(AVAILABLE RECORDS Opens)

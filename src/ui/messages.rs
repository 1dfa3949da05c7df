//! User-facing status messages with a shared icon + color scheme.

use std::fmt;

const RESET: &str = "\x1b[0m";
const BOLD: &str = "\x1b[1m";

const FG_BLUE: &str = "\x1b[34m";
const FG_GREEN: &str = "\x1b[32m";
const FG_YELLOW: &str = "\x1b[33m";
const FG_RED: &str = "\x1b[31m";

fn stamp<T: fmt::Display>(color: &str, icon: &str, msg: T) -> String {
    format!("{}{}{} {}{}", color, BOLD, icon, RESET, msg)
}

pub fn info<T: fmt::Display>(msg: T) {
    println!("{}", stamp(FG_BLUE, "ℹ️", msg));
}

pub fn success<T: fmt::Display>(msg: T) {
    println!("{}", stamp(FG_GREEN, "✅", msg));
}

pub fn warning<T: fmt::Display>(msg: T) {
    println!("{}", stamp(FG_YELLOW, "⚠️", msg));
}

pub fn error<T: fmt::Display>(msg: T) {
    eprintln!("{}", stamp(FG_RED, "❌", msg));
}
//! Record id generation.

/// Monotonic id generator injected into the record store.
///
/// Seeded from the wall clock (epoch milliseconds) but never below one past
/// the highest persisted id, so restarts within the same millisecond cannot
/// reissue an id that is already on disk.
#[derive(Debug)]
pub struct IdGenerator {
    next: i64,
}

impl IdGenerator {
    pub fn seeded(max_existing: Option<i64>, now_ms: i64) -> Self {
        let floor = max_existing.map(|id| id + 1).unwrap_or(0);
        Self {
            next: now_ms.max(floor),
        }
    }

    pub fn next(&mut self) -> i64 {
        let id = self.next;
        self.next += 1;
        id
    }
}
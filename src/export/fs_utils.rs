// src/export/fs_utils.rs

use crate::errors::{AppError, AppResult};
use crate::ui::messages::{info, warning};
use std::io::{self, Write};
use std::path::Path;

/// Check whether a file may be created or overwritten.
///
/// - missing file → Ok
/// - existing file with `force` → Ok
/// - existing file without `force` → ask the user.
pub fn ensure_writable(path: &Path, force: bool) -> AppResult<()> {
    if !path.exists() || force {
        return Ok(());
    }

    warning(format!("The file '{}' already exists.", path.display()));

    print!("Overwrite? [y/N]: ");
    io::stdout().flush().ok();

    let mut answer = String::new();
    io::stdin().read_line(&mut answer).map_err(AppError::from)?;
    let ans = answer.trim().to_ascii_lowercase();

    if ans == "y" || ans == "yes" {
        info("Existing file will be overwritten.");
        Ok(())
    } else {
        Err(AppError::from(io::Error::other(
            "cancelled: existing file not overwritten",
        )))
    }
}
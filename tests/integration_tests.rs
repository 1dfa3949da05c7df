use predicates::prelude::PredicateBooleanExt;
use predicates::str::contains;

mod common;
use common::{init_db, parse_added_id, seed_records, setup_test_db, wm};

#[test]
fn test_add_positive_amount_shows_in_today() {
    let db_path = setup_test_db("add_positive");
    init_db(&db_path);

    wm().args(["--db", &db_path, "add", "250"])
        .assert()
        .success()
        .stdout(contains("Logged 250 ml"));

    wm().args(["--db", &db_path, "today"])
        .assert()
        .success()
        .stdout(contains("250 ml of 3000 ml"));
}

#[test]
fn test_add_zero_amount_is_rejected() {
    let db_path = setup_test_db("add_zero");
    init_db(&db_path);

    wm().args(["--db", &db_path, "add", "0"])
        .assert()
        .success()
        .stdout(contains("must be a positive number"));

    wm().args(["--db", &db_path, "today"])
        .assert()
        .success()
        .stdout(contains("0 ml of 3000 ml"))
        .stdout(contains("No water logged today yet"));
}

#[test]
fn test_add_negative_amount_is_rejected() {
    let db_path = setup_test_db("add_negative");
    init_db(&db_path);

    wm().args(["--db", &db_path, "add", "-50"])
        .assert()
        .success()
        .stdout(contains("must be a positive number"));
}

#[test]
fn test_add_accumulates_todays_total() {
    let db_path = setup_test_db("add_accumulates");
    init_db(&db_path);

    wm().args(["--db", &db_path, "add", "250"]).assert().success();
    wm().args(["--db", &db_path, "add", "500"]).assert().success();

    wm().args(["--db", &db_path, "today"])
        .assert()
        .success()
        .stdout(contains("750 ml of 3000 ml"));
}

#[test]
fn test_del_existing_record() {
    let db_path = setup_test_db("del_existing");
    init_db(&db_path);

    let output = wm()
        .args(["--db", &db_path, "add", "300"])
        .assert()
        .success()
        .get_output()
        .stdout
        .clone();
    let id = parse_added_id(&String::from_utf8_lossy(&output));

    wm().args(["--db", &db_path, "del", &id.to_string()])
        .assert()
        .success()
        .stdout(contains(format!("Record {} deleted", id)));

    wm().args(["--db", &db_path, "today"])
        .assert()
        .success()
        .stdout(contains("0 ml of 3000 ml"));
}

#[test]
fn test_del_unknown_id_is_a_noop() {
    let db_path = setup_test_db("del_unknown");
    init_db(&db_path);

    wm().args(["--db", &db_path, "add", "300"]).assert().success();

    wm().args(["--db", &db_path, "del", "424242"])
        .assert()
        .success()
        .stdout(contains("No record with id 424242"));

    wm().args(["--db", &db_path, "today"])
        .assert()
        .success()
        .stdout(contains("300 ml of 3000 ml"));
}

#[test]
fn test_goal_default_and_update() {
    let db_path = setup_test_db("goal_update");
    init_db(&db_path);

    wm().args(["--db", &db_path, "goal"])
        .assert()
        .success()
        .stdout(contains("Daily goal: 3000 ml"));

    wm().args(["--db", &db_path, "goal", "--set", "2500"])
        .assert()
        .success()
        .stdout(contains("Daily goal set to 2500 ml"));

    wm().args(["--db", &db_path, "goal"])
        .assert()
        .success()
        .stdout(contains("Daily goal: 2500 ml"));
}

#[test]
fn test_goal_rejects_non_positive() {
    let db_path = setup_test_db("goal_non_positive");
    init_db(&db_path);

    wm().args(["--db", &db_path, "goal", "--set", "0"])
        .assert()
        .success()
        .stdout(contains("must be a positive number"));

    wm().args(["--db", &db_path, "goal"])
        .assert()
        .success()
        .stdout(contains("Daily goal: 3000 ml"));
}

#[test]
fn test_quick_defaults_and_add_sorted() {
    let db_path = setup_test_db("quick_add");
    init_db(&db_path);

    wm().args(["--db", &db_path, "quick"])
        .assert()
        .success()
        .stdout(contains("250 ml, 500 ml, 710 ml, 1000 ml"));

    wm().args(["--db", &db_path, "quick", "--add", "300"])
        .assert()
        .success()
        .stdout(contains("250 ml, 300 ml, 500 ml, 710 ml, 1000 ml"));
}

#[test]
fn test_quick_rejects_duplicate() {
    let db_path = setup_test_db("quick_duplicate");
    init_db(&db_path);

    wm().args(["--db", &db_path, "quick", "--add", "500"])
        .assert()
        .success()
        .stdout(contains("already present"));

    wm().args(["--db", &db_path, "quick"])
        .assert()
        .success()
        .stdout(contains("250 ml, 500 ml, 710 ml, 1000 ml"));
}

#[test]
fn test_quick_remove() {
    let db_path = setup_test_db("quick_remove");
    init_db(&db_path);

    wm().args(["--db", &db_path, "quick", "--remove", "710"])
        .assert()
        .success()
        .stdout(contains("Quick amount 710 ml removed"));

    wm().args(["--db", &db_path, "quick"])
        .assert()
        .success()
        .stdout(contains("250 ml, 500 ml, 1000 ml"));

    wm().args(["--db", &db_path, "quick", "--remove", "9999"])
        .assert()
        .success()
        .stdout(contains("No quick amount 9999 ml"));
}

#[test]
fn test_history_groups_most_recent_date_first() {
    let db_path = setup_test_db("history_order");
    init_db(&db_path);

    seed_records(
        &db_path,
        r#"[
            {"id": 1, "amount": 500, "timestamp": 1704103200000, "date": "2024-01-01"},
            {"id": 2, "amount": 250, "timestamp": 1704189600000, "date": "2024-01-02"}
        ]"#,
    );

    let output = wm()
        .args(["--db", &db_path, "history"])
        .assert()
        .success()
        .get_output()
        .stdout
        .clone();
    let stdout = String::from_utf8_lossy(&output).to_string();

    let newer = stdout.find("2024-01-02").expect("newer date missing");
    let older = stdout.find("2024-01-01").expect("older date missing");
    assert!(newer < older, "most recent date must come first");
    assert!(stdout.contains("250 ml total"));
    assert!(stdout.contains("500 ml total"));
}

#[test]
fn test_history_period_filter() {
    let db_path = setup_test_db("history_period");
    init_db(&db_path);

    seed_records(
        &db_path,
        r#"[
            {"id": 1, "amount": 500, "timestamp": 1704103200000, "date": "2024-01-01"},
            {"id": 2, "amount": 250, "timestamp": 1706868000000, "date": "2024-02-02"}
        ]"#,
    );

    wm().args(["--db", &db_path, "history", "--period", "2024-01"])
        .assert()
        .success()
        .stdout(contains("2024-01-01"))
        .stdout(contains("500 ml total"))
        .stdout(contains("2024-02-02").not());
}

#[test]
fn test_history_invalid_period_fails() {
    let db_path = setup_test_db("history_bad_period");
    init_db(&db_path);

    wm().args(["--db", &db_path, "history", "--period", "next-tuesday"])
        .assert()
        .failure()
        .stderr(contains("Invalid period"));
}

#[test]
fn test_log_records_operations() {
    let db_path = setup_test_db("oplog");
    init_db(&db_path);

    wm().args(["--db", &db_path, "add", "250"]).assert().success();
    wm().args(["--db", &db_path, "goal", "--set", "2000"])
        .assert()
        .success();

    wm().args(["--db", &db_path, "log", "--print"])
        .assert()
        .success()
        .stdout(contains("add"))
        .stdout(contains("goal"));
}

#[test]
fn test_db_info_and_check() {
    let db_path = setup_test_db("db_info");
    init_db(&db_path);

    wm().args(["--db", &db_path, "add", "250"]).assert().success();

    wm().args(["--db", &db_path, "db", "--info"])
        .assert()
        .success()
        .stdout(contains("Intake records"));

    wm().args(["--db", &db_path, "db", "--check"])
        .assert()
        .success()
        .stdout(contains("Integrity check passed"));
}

(AVAILABLE RECORDS Closes)

• **TASK OBJECTIVE**:
Set down the lines of the records exactly, from the first one through the line containing "ask the user.", and add nothing else.

• **WRITTEN ANSWER**:
filename src/ui/messages.rs
repository 1dfa3949da05c7df
//! User-facing status messages with a shared icon + color scheme.

use std::fmt;

const RESET: &str = "\x1b[0m";
const BOLD: &str = "\x1b[1m";

const FG_BLUE: &str = "\x1b[34m";
const FG_GREEN: &str = "\x1b[32m";
const FG_YELLOW: &str = "\x1b[33m";
const FG_RED: &str = "\x1b[31m";

fn stamp<T: fmt::Display>(color: &str, icon: &str, msg: T) -> String {
    format!("{}{}{} {}{}", color, BOLD, icon, RESET, msg)
}

pub fn info<T: fmt::Display>(msg: T) {
    println!("{}", stamp(FG_BLUE, "ℹ️", msg));
}

pub fn success<T: fmt::Display>(msg: T) {
    println!("{}", stamp(FG_GREEN, "✅", msg));
}

pub fn warning<T: fmt::Display>(msg: T) {
    println!("{}", stamp(FG_YELLOW, "⚠️", msg));
}

pub fn error<T: fmt::Display>(msg: T) {
    eprintln!("{}", stamp(FG_RED, "❌", msg));
}
//! Record id generation.

/// Monotonic id generator injected into the record store.
///
/// Seeded from the wall clock (epoch milliseconds) but never below one past
/// the highest persisted id, so restarts within the same millisecond cannot
/// reissue an id that is already on disk.
#[derive(Debug)]
pub struct IdGenerator {
    next: i64,
}

impl IdGenerator {
    pub fn seeded(max_existing: Option<i64>, now_ms: i64) -> Self {
        let floor = max_existing.map(|id| id + 1).unwrap_or(0);
        Self {
            next: now_ms.max(floor),
        }
    }

    pub fn next(&mut self) -> i64 {
        let id = self.next;
        self.next += 1;
        id
    }
}
filename src/export/fs_utils.rs
// src/export/fs_utils.rs

use crate::errors::{AppError, AppResult};
use crate::ui::messages::{info, warning};
use std::io::{self, Write};
use std::path::Path;

/// Check whether a file may be created or overwritten.
///
/// - missing file → Ok
/// - existing file with `force` → Ok
/// - existing file without `force` → ask the user.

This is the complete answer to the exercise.